Ethnic origin may not only affect how well a drug is tolerated, but also how emotional problems are perceived by the patients, their relatives and their treating physicians. Because most patients in the CHB trials were Asians, and in the CHC trials Caucasians, perception of depression may induce a major bias. In a study in Egypt, no significant reduction of HRQOL was found in patients chronically infected with HCV compared with uninfected, contemporaneous controls. This may be explained in part by a lower morbidity among patients chronically infected with HCV in rural Egypt and a higher morbidity among uninfected controls as compared with those of Western studies, as well as a lack of awareness of hepatitis C serological status (15).

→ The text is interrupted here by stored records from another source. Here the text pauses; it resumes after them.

//! Marker gateway over an `object_store` backend
//!
//! `object_store` lists by path segment, not by raw key prefix, so a listing
//! reads the directory that contains the prefix without recursing and filters
//! the keys locally.

use std::sync::Arc;

use async_trait::async_trait;
use bytes::Bytes;
use object_store::path::Path;
use object_store::{ObjectMeta, ObjectStore, PutPayload};
use tracing::debug;

use crate::error::Result;
use crate::gateway::{MarkerEntry, MarkerGateway};

/// Gateway backed by any [`ObjectStore`] implementation.
#[derive(Debug, Clone)]
pub struct ObjectStoreGateway {
    /// Object store implementation (S3, GCS, local filesystem, etc.).
    store: Arc<dyn ObjectStore>,
    /// Path prepended to every marker key.
    root: Path,
}

impl ObjectStoreGateway {
    pub fn new(store: Arc<dyn ObjectStore>) -> Self {
        Self::with_root(store, Path::default())
    }

    pub fn with_root(store: Arc<dyn ObjectStore>, root: Path) -> Self {
        Self { store, root }
    }

    pub fn root(&self) -> &Path {
        &self.root
    }

    fn full_key(&self, key: &str) -> String {
        let root = self.root.as_ref();
        if root.is_empty() {
            key.to_string()
        } else {
            format!("{}/{}", root, key)
        }
    }

    fn location(&self, key: &str) -> Path {
        Path::from(self.full_key(key))
    }

    fn relative_key<'a>(&self, location: &'a str) -> &'a str {
        let root = self.root.as_ref();
        if root.is_empty() {
            return location;
        }
        location
            .strip_prefix(root)
            .and_then(|rest| rest.strip_prefix('/'))
            .unwrap_or(location)
    }
}

#[async_trait]
impl MarkerGateway for ObjectStoreGateway {
    async fn list_by_prefix(&self, prefix: &str) -> Result<Vec<MarkerEntry>> {
        let full_prefix = self.full_key(prefix);
        let directory = full_prefix
            .rsplit_once('/')
            .map(|(dir, _)| Path::from(dir));

        let listing = self.store.list_with_delimiter(directory.as_ref()).await?;
        let markers: Vec<MarkerEntry> = listing
            .objects
            .into_iter()
            .filter(|meta| meta.location.as_ref().starts_with(&full_prefix))
            .map(|meta| {
                MarkerEntry::new(
                    self.relative_key(meta.location.as_ref()),
                    meta.last_modified,
                )
            })
            .collect();

        debug!(prefix = %full_prefix, count = markers.len(), "Listed markers");
        Ok(markers)
    }

    async fn exists(&self, key: &str) -> Result<bool> {
        head_to_exists(self.store.head(&self.location(key)).await)
    }

    async fn create_marker(&self, key: &str) -> Result<()> {
        self.store
            .put(&self.location(key), PutPayload::from(Bytes::new()))
            .await?;
        Ok(())
    }

    async fn delete(&self, key: &str) -> Result<()> {
        match self.store.delete(&self.location(key)).await {
            Ok(()) | Err(object_store::Error::NotFound { .. }) => Ok(()),
            Err(e) => Err(e.into()),
        }
    }
}

fn head_to_exists(head: object_store::Result<ObjectMeta>) -> Result<bool> {
    match head {
        Ok(_) => Ok(true),
        Err(object_store::Error::NotFound { .. }) => Ok(false),
        // Some S3 compatible stores answer 403 instead of 404 for missing keys
        Err(object_store::Error::PermissionDenied { .. }) => Ok(false),
        Err(e) => Err(e.into()),
    }
}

Even in Caucasians, active injecting drug users' knowledge about the serological status of chronic HCV infection had an impact on HRQOL while the serological status per se did not negatively affect the HRQOL (16).
Without a standardized evaluation of depression before and on treatment, it cannot be decided whether the virus or the ethnicity will determine the tolerance of antiviral therapy. Nevertheless, all efforts should be made to identify susceptibility of IFN-induced depression before treatment and to select patients who may benefit from antidepressive medication to improve adherence to therapy.